▶ _Task goal_
The complete data, repeated exactly, should form your response.

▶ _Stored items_
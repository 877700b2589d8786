// ABOUTME: HTTP handlers for the overlay: state snapshot, manual clear, chat injection, metrics
// ABOUTME: Chat injection requires the X-API-Key header when an overlay api_key is configured

use axum::{
    extract::State,
    http::{HeaderMap, StatusCode},
    response::IntoResponse,
    Json,
};
use metrics_exporter_prometheus::PrometheusHandle;
use serde::{Deserialize, Serialize};
use std::sync::Arc;
use streamtalk_core::presentation::OverlaySnapshot;
use streamtalk_core::InboundMessage;

use super::websocket::ServerMessage;
use super::OverlayState;

pub const API_KEY_HEADER: &str = "x-api-key";
const MAX_CHAT_MESSAGE_BYTES: usize = 4 * 1024;

#[derive(Debug, Deserialize)]
pub struct ChatRequest {
    pub user: String,
    pub message: String,
    /// Marks the message as coming from the channel owner
    #[serde(default)]
    pub owner: bool,
}

#[derive(Debug, Serialize, Deserialize)]
pub struct ApiResponse {
    pub success: bool,
    pub message: String,
}

fn reply(status: StatusCode, success: bool, message: impl Into<String>) -> (StatusCode, Json<ApiResponse>) {
    (
        status,
        Json(ApiResponse {
            success,
            message: message.into(),
        }),
    )
}

/// GET /api/state
pub async fn state_handler(State(state): State<OverlayState>) -> Json<OverlaySnapshot> {
    Json(state.stream.snapshot())
}

/// POST /api/clear
pub async fn clear_handler(State(state): State<OverlayState>) -> (StatusCode, Json<ApiResponse>) {
    state.stream.clear_feeds();
    state.hub.broadcast(ServerMessage::Cleared);
    tracing::info!("Overlay feeds cleared");
    reply(StatusCode::OK, true, "Overlay cleared")
}

/// POST /api/chat
pub async fn chat_handler(
    State(state): State<OverlayState>,
    headers: HeaderMap,
    Json(payload): Json<ChatRequest>,
) -> (StatusCode, Json<ApiResponse>) {
    if let Some(expected) = &state.api_key {
        let provided = headers.get(API_KEY_HEADER).and_then(|v| v.to_str().ok());
        if provided != Some(expected.as_str()) {
            tracing::warn!(user = %payload.user, "Chat injection authentication failed");
            return reply(StatusCode::UNAUTHORIZED, false, "Invalid or missing API key");
        }
    }

    let user = payload.user.trim();
    let text = payload.message.trim();
    if user.is_empty() || text.is_empty() {
        return reply(StatusCode::BAD_REQUEST, false, "user and message are required");
    }
    if text.len() > MAX_CHAT_MESSAGE_BYTES {
        return reply(
            StatusCode::BAD_REQUEST,
            false,
            format!("Message too large (max {} bytes)", MAX_CHAT_MESSAGE_BYTES),
        );
    }

    let mut message = InboundMessage::new(format!("api:{}", user), user, text);
    if payload.owner {
        message = message.from_owner();
    }
    if !state.intake.enqueue(message) {
        tracing::warn!("Chat injection refused, reply loop is not running");
        return reply(StatusCode::SERVICE_UNAVAILABLE, false, "Reply loop is not running");
    }
    tracing::info!(user = %user, "Chat message injected over HTTP");
    reply(StatusCode::ACCEPTED, true, "Queued")
}

/// GET /metrics
pub async fn metrics_handler(State(handle): State<Arc<PrometheusHandle>>) -> impl IntoResponse {
    (
        [(
            axum::http::header::CONTENT_TYPE,
            "text/plain; version=0.0.4; charset=utf-8",
        )],
        handle.render(),
    )
}
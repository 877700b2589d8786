// ABOUTME: Language-model backend implementations.
// ABOUTME: OpenAI-compatible HTTP backend and a scripted mock for tests.

pub mod mock;
pub mod openai;
// ABOUTME: Backend selection config for language models.
// ABOUTME: A `type` discriminator plus backend-specific fields passed through to the factory.

use anyhow::{Context, Result};
use serde::{Deserialize, Serialize};

/// Model backend configuration with type discriminator
#[derive(Clone, Serialize, Deserialize)]
pub struct ModelConfig {
    /// Backend type: "openai", "mock"
    #[serde(rename = "type", default = "default_backend_type")]
    pub backend_type: String,

    /// Remaining fields passed to backend factory
    #[serde(flatten)]
    pub config: toml::Table,
}

fn default_backend_type() -> String {
    "openai".to_string()
}

impl Default for ModelConfig {
    fn default() -> Self {
        Self {
            backend_type: default_backend_type(),
            config: toml::Table::new(),
        }
    }
}

// Custom Debug so API keys in the passthrough table never reach the logs
impl std::fmt::Debug for ModelConfig {
    fn fmt(&self, f: &mut std::fmt::Formatter<'_>) -> std::fmt::Result {
        let keys: Vec<&String> = self.config.keys().collect();
        f.debug_struct("ModelConfig")
            .field("backend_type", &self.backend_type)
            .field("keys", &keys)
            .finish()
    }
}

impl ModelConfig {
    /// Parse configuration from a TOML string
    pub fn parse(content: &str) -> Result<Self> {
        toml::from_str(content).context("Failed to parse model config TOML")
    }

    /// Get backend type name
    pub fn backend_type(&self) -> &str {
        &self.backend_type
    }

    /// Look up a string field in the passthrough table
    pub fn get_str(&self, key: &str) -> Option<&str> {
        self.config.get(key).and_then(|v| v.as_str())
    }

    /// Set a string field, overriding any value from the file
    pub fn set_str(&mut self, key: &str, value: impl Into<String>) {
        self.config
            .insert(key.to_string(), toml::Value::String(value.into()));
    }

    /// Convert config table to serde_json::Value for registry
    pub fn to_json_value(&self) -> serde_json::Value {
        serde_json::to_value(&self.config).unwrap_or_else(|_| serde_json::json!({}))
    }
}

▶ _Response for this exercise_
repository 877700b2589d8786
// ABOUTME: HTTP handlers for the overlay: state snapshot, manual clear, chat injection, metrics
// ABOUTME: Chat injection requires the X-API-Key header when an overlay api_key is configured

use axum::{
    extract::State,
    http::{HeaderMap, StatusCode},
    response::IntoResponse,
    Json,
};
use metrics_exporter_prometheus::PrometheusHandle;
use serde::{Deserialize, Serialize};
use std::sync::Arc;
use streamtalk_core::presentation::OverlaySnapshot;
use streamtalk_core::InboundMessage;

use super::websocket::ServerMessage;
use super::OverlayState;

pub const API_KEY_HEADER: &str = "x-api-key";
const MAX_CHAT_MESSAGE_BYTES: usize = 4 * 1024;

#[derive(Debug, Deserialize)]
pub struct ChatRequest {
    pub user: String,
    pub message: String,
    /// Marks the message as coming from the channel owner
    #[serde(default)]
    pub owner: bool,
}

#[derive(Debug, Serialize, Deserialize)]
pub struct ApiResponse {
    pub success: bool,
    pub message: String,
}

fn reply(status: StatusCode, success: bool, message: impl Into<String>) -> (StatusCode, Json<ApiResponse>) {
    (
        status,
        Json(ApiResponse {
            success,
            message: message.into(),
        }),
    )
}

/// GET /api/state
pub async fn state_handler(State(state): State<OverlayState>) -> Json<OverlaySnapshot> {
    Json(state.stream.snapshot())
}

/// POST /api/clear
pub async fn clear_handler(State(state): State<OverlayState>) -> (StatusCode, Json<ApiResponse>) {
    state.stream.clear_feeds();
    state.hub.broadcast(ServerMessage::Cleared);
    tracing::info!("Overlay feeds cleared");
    reply(StatusCode::OK, true, "Overlay cleared")
}

/// POST /api/chat
pub async fn chat_handler(
    State(state): State<OverlayState>,
    headers: HeaderMap,
    Json(payload): Json<ChatRequest>,
) -> (StatusCode, Json<ApiResponse>) {
    if let Some(expected) = &state.api_key {
        let provided = headers.get(API_KEY_HEADER).and_then(|v| v.to_str().ok());
        if provided != Some(expected.as_str()) {
            tracing::warn!(user = %payload.user, "Chat injection authentication failed");
            return reply(StatusCode::UNAUTHORIZED, false, "Invalid or missing API key");
        }
    }

    let user = payload.user.trim();
    let text = payload.message.trim();
    if user.is_empty() || text.is_empty() {
        return reply(StatusCode::BAD_REQUEST, false, "user and message are required");
    }
    if text.len() > MAX_CHAT_MESSAGE_BYTES {
        return reply(
            StatusCode::BAD_REQUEST,
            false,
            format!("Message too large (max {} bytes)", MAX_CHAT_MESSAGE_BYTES),
        );
    }

    let mut message = InboundMessage::new(format!("api:{}", user), user, text);
    if payload.owner {
        message = message.from_owner();
    }
    if !state.intake.enqueue(message) {
        tracing::warn!("Chat injection refused, reply loop is not running");
        return reply(StatusCode::SERVICE_UNAVAILABLE, false, "Reply loop is not running");
    }
    tracing::info!(user = %user, "Chat message injected over HTTP");
    reply(StatusCode::ACCEPTED, true, "Queued")
}

/// GET /metrics
pub async fn metrics_handler(State(handle): State<Arc<PrometheusHandle>>) -> impl IntoResponse {
    (
        [(
            axum::http::header::CONTENT_TYPE,
            "text/plain; version=0.0.4; charset=utf-8",
        )],
        handle.render(),
    )
}
repository 877700b2589d8786
// ABOUTME: Language-model backend implementations.
// ABOUTME: OpenAI-compatible HTTP backend and a scripted mock for tests.

pub mod mock;
pub mod openai;
// ABOUTME: Backend selection config for language models.
// ABOUTME: A `type` discriminator plus backend-specific fields passed through to the factory.

use anyhow::{Context, Result};
use serde::{Deserialize, Serialize};

/// Model backend configuration with type discriminator
#[derive(Clone, Serialize, Deserialize)]
pub struct ModelConfig {
    /// Backend type: "openai", "mock"
    #[serde(rename = "type", default = "default_backend_type")]
    pub backend_type: String,

    /// Remaining fields passed to backend factory
    #[serde(flatten)]
    pub config: toml::Table,
}

fn default_backend_type() -> String {
    "openai".to_string()
}

impl Default for ModelConfig {
    fn default() -> Self {
        Self {
            backend_type: default_backend_type(),
            config: toml::Table::new(),
        }
    }
}

// Custom Debug so API keys in the passthrough table never reach the logs
impl std::fmt::Debug for ModelConfig {
    fn fmt(&self, f: &mut std::fmt::Formatter<'_>) -> std::fmt::Result {
        let keys: Vec<&String> = self.config.keys().collect();
        f.debug_struct("ModelConfig")
            .field("backend_type", &self.backend_type)
            .field("keys", &keys)
            .finish()
    }
}

impl ModelConfig {
    /// Parse configuration from a TOML string
    pub fn parse(content: &str) -> Result<Self> {
        toml::from_str(content).context("Failed to parse model config TOML")
    }

    /// Get backend type name
    pub fn backend_type(&self) -> &str {
        &self.backend_type
    }

    /// Look up a string field in the passthrough table
    pub fn get_str(&self, key: &str) -> Option<&str> {
        self.config.get(key).and_then(|v| v.as_str())
    }

    /// Set a string field, overriding any value from the file
    pub fn set_str(&mut self, key: &str, value: impl Into<String>) {
        self.config
            .insert(key.to_string(), toml::Value::String(value.into()));
    }

    /// Convert config table to serde_json::Value for registry
    pub fn to_json_value(&self) -> serde_json::Value {
        serde_json::to_value(&self.config).unwrap_or_else(|_| serde_json::json!({}))
    }
}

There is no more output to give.